Но он не желал тревожиться из-за этого. Подумаешь! Он свое сказал, а если в результате будут проданы сто тысяч экземпляров, так и пусть их! Он сжимал Эванджелину в объятиях, и ему было все равно, даже если бы его признания перевели на все языки. Включая скандинавские.
— Ах, Эгберт! — сказала Эванджелина.
— Любовь моя!
— Ах, Эгберт, у меня такие неприятности!
— Ангел мой! Какие же?
Эванджелина села прямо и попыталась утереть глаза.
— Мистер Бэнкс…
Бешеная ярость омрачила лицо Эгберта Муллинера. Он мог бы это предвидеть, сказал он себе.

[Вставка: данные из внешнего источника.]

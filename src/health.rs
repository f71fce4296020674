//! Health Monitoring for the data store
//!
//! A poll is a connectivity probe followed, if the store answers, by record
//! counts over the anchor collections. An anchor below its configured
//! minimum, or a restore left half-finished, fails the integrity check.

use crate::metrics;
use crate::store::{Collection, DataStore};
use chrono::{DateTime, Utc};
use serde::{Deserialize, Serialize};
use std::collections::BTreeMap;
use std::sync::Arc;
use tracing::{debug, warn};

/// Minimum record count for one anchor collection.
#[derive(Debug, Clone, Copy, PartialEq, Eq, Serialize, Deserialize)]
pub struct AnchorRule {
    pub collection: Collection,
    pub min_records: usize,
}

impl AnchorRule {
    pub fn new(collection: Collection, min_records: usize) -> Self {
        Self {
            collection,
            min_records,
        }
    }
}

/// Users, hotels and rooms must be present; bookings are counted only.
pub fn default_anchors() -> Vec<AnchorRule> {
    vec![
        AnchorRule::new(Collection::Users, 1),
        AnchorRule::new(Collection::Hotels, 1),
        AnchorRule::new(Collection::Rooms, 1),
        AnchorRule::new(Collection::Bookings, 0),
    ]
}

#[derive(Debug, Clone, Copy, PartialEq, Eq, Serialize, Deserialize)]
#[serde(rename_all = "camelCase")]
pub struct HealthVerdict {
    pub store_reachable: bool,
    pub integrity_ok: bool,
    pub checked_at: DateTime<Utc>,
}

impl HealthVerdict {
    pub fn is_healthy(&self) -> bool {
        self.store_reachable && self.integrity_ok
    }
}

/// A verdict plus what the poll saw.
#[derive(Debug, Clone, Serialize)]
#[serde(rename_all = "camelCase")]
pub struct HealthReport {
    pub verdict: HealthVerdict,
    pub counts: BTreeMap<Collection, usize>,
    pub problems: Vec<String>,
}

pub struct HealthMonitor {
    store: Arc<dyn DataStore>,
    anchors: Vec<AnchorRule>,
}

impl HealthMonitor {
    pub fn new(store: Arc<dyn DataStore>, anchors: Vec<AnchorRule>) -> Self {
        Self { store, anchors }
    }

    pub fn poll(&self) -> HealthVerdict {
        self.report().verdict
    }

    pub fn report(&self) -> HealthReport {
        let checked_at = Utc::now();
        let mut counts = BTreeMap::new();
        let mut problems = Vec::new();

        if let Err(e) = self.store.ping() {
            warn!(error = %e, "Data store connectivity check failed");
            metrics::record_health_poll(false);
            return HealthReport {
                verdict: HealthVerdict {
                    store_reachable: false,
                    integrity_ok: false,
                    checked_at,
                },
                counts,
                problems: vec![e.to_string()],
            };
        }

        match self.store.restore_pending() {
            Ok(true) => problems.push("a restore did not complete".to_string()),
            Ok(false) => {}
            Err(e) => problems.push(format!("cannot read restore marker: {}", e)),
        }

        for anchor in &self.anchors {
            match self.store.count(anchor.collection) {
                Ok(count) => {
                    counts.insert(anchor.collection, count);
                    if count < anchor.min_records {
                        problems.push(format!(
                            "{} has {} records, expected at least {}",
                            anchor.collection, count, anchor.min_records
                        ));
                    }
                }
                Err(e) => problems.push(format!("counting {} failed: {}", anchor.collection, e)),
            }
        }

        let integrity_ok = problems.is_empty();
        if integrity_ok {
            debug!(?counts, "Data store healthy");
        } else {
            warn!(?problems, "Data integrity check failed");
        }
        metrics::record_health_poll(integrity_ok);

        HealthReport {
            verdict: HealthVerdict {
                store_reachable: true,
                integrity_ok,
                checked_at,
            },
            counts,
            problems,
        }
    }
}
impl EmergencyServer {
    pub fn bind(addr: &str, ctx: ServiceContext) -> Result<Self> {
        let listener = TcpListener::bind(addr)?;
        Ok(Self {
            listener,
            ctx: Arc::new(ctx),
        })
    }

    pub fn local_addr(&self) -> Result<SocketAddr> {
        Ok(self.listener.local_addr()?)
    }

    /// Accept connections forever, one thread each.
    pub fn serve(self) -> Result<()> {
        let addr = self.local_addr()?;
        info!(%addr, "Emergency recovery service listening");
        self.ctx
            .audit
            .info(&format!("Emergency recovery service started on http://{}", addr));

        for stream in self.listener.incoming() {
            match stream {
                Ok(stream) => {
                    let ctx = self.ctx.clone();
                    thread::spawn(move || {
                        if let Err(e) = handle_connection(stream, &ctx) {
                            warn!(error = %e, "Error handling request");
                        }
                    });
                }
                Err(e) => {
                    error!(error = %e, "Error accepting connection");
                }
            }
        }

        Ok(())
    }

    /// Serve on a background thread.
    pub fn spawn(self) -> thread::JoinHandle<()> {
        thread::spawn(move || {
            if let Err(e) = self.serve() {
                error!(error = %e, "Emergency server error");
            }
        })
    }
}

const MAX_BODY: usize = 64 * 1024;

struct Request {
    method: String,
    path: String,
    body: Vec<u8>,
}

struct Response {
    status: u16,
    content_type: &'static str,
    body: String,
}

impl Response {
    fn json(status: u16, value: Value) -> Self {
        Self {
            status,
            content_type: "application/json",
            body: value.to_string(),
        }
    }

    fn failure(status: u16, message: &str) -> Self {
        Self::json(status, json!({"success": false, "error": message}))
    }

    fn success(&self) -> bool {
        self.status < 400
    }
}

fn handle_connection(mut stream: TcpStream, ctx: &ServiceContext) -> Result<()> {
    stream.set_read_timeout(Some(Duration::from_secs(30)))?;

    let response = match read_request(&stream) {
        Ok(Some(request)) => {
            let response = route(&request, ctx);
            let route_label = route_label(&request);
            metrics::record_emergency_request(route_label, response.success());
            ctx.audit.info(&format!(
                "{} {} -> {}",
                request.method, request.path, response.status
            ));
            response
        }
        Ok(None) => Response::failure(400, "Bad Request"),
        Err(e) => {
            warn!(error = %e, "Malformed request");
            Response::failure(400, "Bad Request")
        }
    };

    send_response(&mut stream, &response)
}
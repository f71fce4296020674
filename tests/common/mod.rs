#![allow(dead_code)]

use rsvshop_recovery::snapshot::{BackupKind, BackupMetadata, Snapshot, SnapshotStore};
use rsvshop_recovery::store::seed;
use rsvshop_recovery::{Collection, DataStore, Record};
use chrono::{DateTime, Duration, TimeZone, Utc};
use serde_json::Value;
use std::collections::BTreeMap;

pub fn record(value: Value) -> Record {
    value.as_object().cloned().unwrap_or_default()
}

/// Load the seed dataset into an empty store.
pub fn populate(store: &dyn DataStore) {
    for (collection, records) in seed::baseline().collections {
        store.insert_many(collection, records).unwrap();
    }
}

pub fn minute(n: i64) -> DateTime<Utc> {
    Utc.with_ymd_and_hms(2026, 1, 1, 0, 0, 0).unwrap() + Duration::minutes(n)
}

/// A snapshot roughly `padding` bytes larger than an empty one.
pub fn padded_snapshot(at: DateTime<Utc>, padding: usize) -> Snapshot {
    let mut collections: BTreeMap<Collection, Vec<Record>> = BTreeMap::new();
    collections.insert(
        Collection::Users,
        vec![record(serde_json::json!({
            "id": "u1",
            "email": format!("{}@example.com", "x".repeat(padding)),
        }))],
    );
    Snapshot::new(at, collections)
}

pub fn write_padded(store: &SnapshotStore, name: &str, at: DateTime<Utc>, padding: usize) -> BackupMetadata {
    store
        .write(name, &padded_snapshot(at, padding), BackupKind::Scheduled)
        .unwrap()
}

pub fn stems(store: &SnapshotStore) -> Vec<String> {
    store
        .list()
        .unwrap()
        .iter()
        .map(|m| m.stem().to_string())
        .collect()
}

Человек, который дважды обматывает галстук вокруг шеи, рано или поздно, но непременно гнусно оскорбит беспомощное нежное создание. Добавьте очки в черепаховой оправе, и вы получите точное подобие дьявола во плоти.
— Я убью его, — сказал он. — Мне следовало бы сделать это давным-давно, но такого рода вещи все как-то откладываешь и откладываешь. Что он сделал? Навязывал тебе свои мерзкие ухаживания? Этот сатир в черепаховой оправе пытался тебя поцеловать? Или еще что-нибудь?
— Он связал меня по рукам и ногам.
Эгберт заморгал:
— Что-что?
— Связал меня по рукам и ногам. Продал журналам. Договорился, что я напишу три романа с продолжениями и уж не знаю сколько рассказов.
— Ты хочешь сказать, выторговал для тебя контракты с журналами?
Эванджелина кивнула, обливаясь слезами:
— Да. Он как будто законтрачил меня с кем только возможно. И они присылают мне авансы — сотни и сотни чеков. Что мне делать? О, что мне делать?
— Обналичивать их, — сказал Эгберт.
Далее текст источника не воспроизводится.